In 2018, California adopted open-internet rules similar to those the Trump Federal Communications Commission had eliminated the prior year. The California law includes provisions prohibiting broadband providers from blocking, degrading or charging for prioritization of internet traffic, as well as a framework for assessing providers’ other unreasonable practices.
The brief explains that — contrary to false claims made by the Trump FCC, broadband providers and parties like the U.S. Chamber of Commerce that have joined in this attack on the California law — Net Neutrality rules do not harm the broadband industry. The level of broadband investment in the United States did not decrease as a result of the Obama FCC’s strong Net Neutrality rules; nor did it increase as a result of the Trump administration’s open-internet repeal.
The brief also makes the case that broadband providers have not only the incentive and ability to undermine Net Neutrality, but also a demonstrated and ongoing history of doing so.
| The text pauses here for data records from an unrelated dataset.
//! Loading and debounced saving of the action database
//!
//! The persister owns the backing store and the save timer. The event
//! loop calls [`Persister::poll`] on every tick; changes arm the timer and
//! a full snapshot is written once it expires. A failing save warns the
//! user once, until a later save succeeds.

use chrono::{DateTime, Utc};
use log::{debug, error, warn};

use super::snapshot;
use super::{ActionDb, SaveTimer, SnapshotStore};
use crate::models::Gesture;

/// Receives user-visible error messages
pub trait Notifier {
    fn notify_error(&self, message: &str);
}

impl<F: Fn(&str)> Notifier for F {
    fn notify_error(&self, message: &str) {
        self(message)
    }
}

/// Notifier that only writes to the log
#[derive(Debug, Default, Clone, Copy)]
pub struct LogNotifier;

impl Notifier for LogNotifier {
    fn notify_error(&self, message: &str) {
        error!("{}", message);
    }
}

/// Lifecycle of the persister
#[derive(Debug, Clone, Copy, PartialEq, Eq)]
pub enum PersistState {
    /// Nothing has been loaded yet
    Loading,
    /// Loaded, no save scheduled
    Ready,
    /// A save is scheduled
    Saving,
}

/// Result of a save that [`Persister::poll`] or [`Persister::flush`] performed
#[derive(Debug, Clone, Copy, PartialEq, Eq)]
pub enum SaveOutcome {
    Saved { entries: usize },
    Failed,
}

/// Loads the database once and saves it after changes settle
pub struct Persister<S, N> {
    store: S,
    notifier: N,
    timer: SaveTimer,
    state: PersistState,
    good_state: bool,
    last_saved_at: Option<DateTime<Utc>>,
    remedy: String,
}

impl<S: SnapshotStore, N: Notifier> Persister<S, N> {
    pub fn new(store: S, notifier: N, timer: SaveTimer) -> Self {
        Self {
            store,
            notifier,
            timer,
            state: PersistState::Loading,
            good_state: true,
            last_saved_at: None,
            remedy: String::new(),
        }
    }

    /// Extra advice appended to the save-failure notification
    pub fn with_remedy(mut self, remedy: impl Into<String>) -> Self {
        self.remedy = remedy.into();
        self
    }

    /// Read the database from the store.
    ///
    /// A missing or unreadable store yields an empty database; startup
    /// never fails because of it.
    pub fn load<G: Gesture>(&mut self) -> ActionDb<G> {
        self.state = PersistState::Ready;

        let text = match self.store.read() {
            Ok(Some(text)) => text,
            Ok(None) => {
                debug!("No action database at {}", self.store.location());
                return ActionDb::new();
            }
            Err(e) => {
                error!("Couldn't read action database: {:#}", e);
                return ActionDb::new();
            }
        };

        match snapshot::decode(&text) {
            Ok(db) => {
                debug!("Loaded {} actions.", db.len());
                db
            }
            Err(e) => {
                error!(
                    "Couldn't read action database {}: {}",
                    self.store.location(),
                    e
                );
                ActionDb::new()
            }
        }
    }

    /// Drive the save timer.
    ///
    /// Arms the timer if the database changed since the last call and
    /// writes a snapshot once the timer expires.
    pub fn poll<G: Gesture>(
        &mut self,
        db: &mut ActionDb<G>,
        now: DateTime<Utc>,
    ) -> Option<SaveOutcome> {
        if db.take_dirty() {
            self.timer.arm(now);
            self.state = PersistState::Saving;
        }
        if !self.timer.fire(now) {
            return None;
        }
        self.state = PersistState::Ready;
        Some(self.save(db))
    }

    /// Save right away if anything is pending (e.g. at shutdown)
    pub fn flush<G: Gesture>(&mut self, db: &mut ActionDb<G>) -> Option<SaveOutcome> {
        let dirty = db.take_dirty();
        if !dirty && !self.timer.is_armed() {
            return None;
        }
        self.timer.cancel();
        self.state = PersistState::Ready;
        Some(self.save(db))
    }

    /// Write a full snapshot of the database now
    pub fn save<G: Gesture>(&mut self, db: &ActionDb<G>) -> SaveOutcome {
        let result = snapshot::encode(db)
            .map_err(anyhow::Error::from)
            .and_then(|text| self.store.write(&text));

        match result {
            Ok(()) => {
                debug!("Saved {} actions.", db.len());
                self.good_state = true;
                self.last_saved_at = Some(Utc::now());
                SaveOutcome::Saved { entries: db.len() }
            }
            Err(e) => {
                error!("Couldn't save action database: {:#}", e);
                if self.good_state {
                    self.good_state = false;
                    self.notifier.notify_error(&self.failure_message());
                } else {
                    warn!("Save still failing, not notifying again");
                }
                SaveOutcome::Failed
            }
        }
    }

    fn failure_message(&self) -> String {
        let mut message = format!(
            "Couldn't save actions. Your changes will be lost.\n\
             Make sure that {} is writable.",
            self.store.location()
        );
        if !self.remedy.is_empty() {
            message.push('\n');
            message.push_str(&self.remedy);
        }
        message
    }

    /// False after a failed save, until a save succeeds again
    pub fn is_good(&self) -> bool {
        self.good_state
    }

    pub fn state(&self) -> PersistState {
        self.state
    }

    pub fn pending_deadline(&self) -> Option<DateTime<Utc>> {
        self.timer.deadline()
    }

    pub fn last_saved_at(&self) -> Option<DateTime<Utc>> {
        self.last_saved_at
    }

    pub fn store(&self) -> &S {
        &self.store
    }
}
Finally, the brief debunks industry claims that broadband networks have been markedly “resilient” during the pandemic thanks to the FCC’s repeal.
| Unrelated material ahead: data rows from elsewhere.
//! Configuration loading for the stroke tools
//!
//! Resolves the shared config directory (~/.config/strokes/ by default),
//! reads the optional `settings.json` inside it and exposes the paths the
//! action database persists to.

use anyhow::{Context, Result};
use serde::Deserialize;
use serde::de::DeserializeOwned;
use std::path::{Path, PathBuf};

/// Name of the application directory under the platform config dir
const APP_DIR: &str = "strokes";

/// Optional settings file inside the config directory
pub const SETTINGS_FILE: &str = "settings.json";

/// File holding the serialized action database
pub const ACTIONS_FILE: &str = "actions";

/// Default delay between a change and the write that persists it
pub const DEFAULT_SAVE_DELAY_MS: u64 = 5000;

/// Get the default config directory (~/.config/strokes/)
pub fn config_dir() -> Option<PathBuf> {
    dirs::config_dir().map(|p| p.join(APP_DIR))
}

/// Values read from `settings.json`; every field is optional on disk
#[derive(Debug, Clone, PartialEq, Eq, Deserialize)]
#[serde(default)]
struct SettingsFile {
    verbosity: u8,
    save_delay_ms: u64,
}

impl Default for SettingsFile {
    fn default() -> Self {
        Self {
            verbosity: 0,
            save_delay_ms: DEFAULT_SAVE_DELAY_MS,
        }
    }
}

/// Resolved runtime settings
#[derive(Debug, Clone, PartialEq, Eq)]
pub struct Settings {
    /// Directory holding the actions file and settings
    pub config_dir: PathBuf,
    /// Diagnostic verbosity (0 = quiet, 1 = actions, 2 = load/save details)
    pub verbosity: u8,
    /// Debounce delay for saving the action database
    pub save_delay_ms: u64,
}

impl Settings {
    /// Load settings from the given directory, or the default one.
    ///
    /// A missing `settings.json` yields defaults; a malformed one is an error.
    pub fn load(dir_override: Option<PathBuf>) -> Result<Self> {
        let config_dir = match dir_override {
            Some(dir) => dir,
            None => config_dir().context("Could not determine config directory")?,
        };

        let path = config_dir.join(SETTINGS_FILE);
        let file: SettingsFile = if path.exists() {
            load_json_file(&path)?
        } else {
            SettingsFile::default()
        };

        Ok(Self {
            config_dir,
            verbosity: file.verbosity,
            save_delay_ms: file.save_delay_ms,
        })
    }

    /// Path of the action database file
    pub fn actions_path(&self) -> PathBuf {
        self.config_dir.join(ACTIONS_FILE)
    }

    /// Ensure the config directory exists
    pub fn ensure_dir(&self) -> Result<&Path> {
        std::fs::create_dir_all(&self.config_dir).with_context(|| {
            format!(
                "Failed to create config directory: {}",
                self.config_dir.display()
            )
        })?;
        Ok(&self.config_dir)
    }
}

/// Load and parse a JSON file from an arbitrary path
pub fn load_json_file<T: DeserializeOwned>(path: &Path) -> Result<T> {
    let content = std::fs::read_to_string(path)
        .with_context(|| format!("Failed to read config file: {}", path.display()))?;
    serde_json::from_str(&content)
        .with_context(|| format!("Failed to parse config file: {}", path.display()))
}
Free Press Vice President of Policy and General Counsel Matt Wood made the following statement:
“We’ve seen the broadband industry recycle the same lies for almost two decades now, all to justify stripping away critical protections for internet freedom. But the truth is plain if you actually look at the data: The FCC’s 2015 Open Internet Order didn’t harm broadband investment — not in the aggregate, and not for individual companies. And repealing Net Neutrality did not, as Chairman Pai arrogantly claims, lead to a spike in broadband investment.
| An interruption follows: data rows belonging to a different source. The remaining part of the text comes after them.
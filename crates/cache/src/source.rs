//! Document source descriptors.

use crate::CacheError;
use serde::{Deserialize, Serialize};
use std::collections::BTreeMap;
use std::path::PathBuf;

/// Where a document comes from and how its cached copy is treated.
///
/// Deserializes from either a bare string (`"https://…/file.pdf"`) or a
/// structured object with the optional keys below.
#[derive(Debug, Clone, PartialEq, Eq, Serialize, Deserialize)]
#[serde(from = "SourceRepr", rename_all = "camelCase")]
pub struct PdfSource {
    pub uri: String,
    /// Reuse an existing cached copy when fresh.
    pub cache: bool,
    /// Explicit cache file name instead of the hashed URI.
    pub cache_file_name: Option<String>,
    /// Seconds a cached copy stays fresh after download. `None` or zero never expires.
    pub expiration: Option<u64>,
    pub method: String,
    pub headers: BTreeMap<String, String>,
}

#[derive(Deserialize)]
#[serde(untagged)]
enum SourceRepr {
    Uri(String),
    #[serde(rename_all = "camelCase")]
    Full {
        uri: String,
        #[serde(default = "default_cache")]
        cache: bool,
        #[serde(default, alias = "cache_file_name")]
        cache_file_name: Option<String>,
        #[serde(default)]
        expiration: Option<u64>,
        #[serde(default = "default_method")]
        method: String,
        #[serde(default)]
        headers: BTreeMap<String, String>,
    },
}

fn default_cache() -> bool {
    true
}

fn default_method() -> String {
    "GET".to_string()
}

impl From<SourceRepr> for PdfSource {
    fn from(repr: SourceRepr) -> Self {
        match repr {
            SourceRepr::Uri(uri) => PdfSource::new(uri),
            SourceRepr::Full { uri, cache, cache_file_name, expiration, method, headers } => {
                PdfSource { uri, cache, cache_file_name, expiration, method, headers }
            }
        }
    }
}

impl From<&str> for PdfSource {
    fn from(uri: &str) -> Self {
        PdfSource::new(uri)
    }
}

impl From<String> for PdfSource {
    fn from(uri: String) -> Self {
        PdfSource::new(uri)
    }
}

impl PdfSource {
    pub fn new(uri: impl Into<String>) -> Self {
        Self {
            uri: uri.into(),
            cache: true,
            cache_file_name: None,
            expiration: None,
            method: default_method(),
            headers: BTreeMap::new(),
        }
    }

    pub fn with_cache(mut self, cache: bool) -> Self {
        self.cache = cache;
        self
    }

    pub fn with_cache_file_name(mut self, name: impl Into<String>) -> Self {
        self.cache_file_name = Some(name.into());
        self
    }

    pub fn with_expiration(mut self, seconds: u64) -> Self {
        self.expiration = Some(seconds);
        self
    }

    pub fn with_header(mut self, name: impl Into<String>, value: impl Into<String>) -> Self {
        self.headers.insert(name.into(), value.into());
        self
    }

    pub fn with_method(mut self, method: impl Into<String>) -> Self {
        self.method = method.into();
        self
    }

    pub fn is_empty(&self) -> bool {
        self.uri.trim().is_empty()
    }

    pub fn is_remote(&self) -> bool {
        let lower = self.uri.trim_start().to_ascii_lowercase();
        lower.starts_with("http://") || lower.starts_with("https://")
    }

    /// Filesystem path of a local source, without any `file://` prefix.
    pub fn local_path(&self) -> PathBuf {
        let uri = self.uri.trim();
        PathBuf::from(uri.strip_prefix("file://").unwrap_or(uri))
    }

    /// Seconds the cached copy stays fresh, if it expires at all.
    pub fn max_age(&self) -> Option<u64> {
        self.expiration.filter(|secs| *secs > 0)
    }

    /// Cache file name: the explicit override, or the md5 of the URI with
    /// `extension` appended.
    pub fn cache_key(&self, extension: &str) -> Result<String, CacheError> {
        match &self.cache_file_name {
            Some(name) => {
                let valid = !name.is_empty()
                    && name != "."
                    && name != ".."
                    && !name.contains(['/', '\\']);
                if valid {
                    Ok(name.clone())
                } else {
                    Err(CacheError::InvalidFileName(name.clone()))
                }
            }
            None => Ok(format!("{:x}.{extension}", md5::compute(self.uri.as_bytes()))),
        }
    }
}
“In reality, industry investment cycles through peaks and valleys according to the strategic decisions of individual firms, independent of the state of federal open-internet protections. There’s no reason to believe that this would change under the good law that California passed to fill the void created when the FCC wrongly took away people’s protections from phone-and-cable-company schemes.
“California’s law is a testament to the popular and bipartisan appeal of strong open-internet protections. Beyond that, it’s a testament to the power of organizing by our California allies to overcome industry lobbyists' lies and set the record straight about the real benefits of Net Neutrality protections.”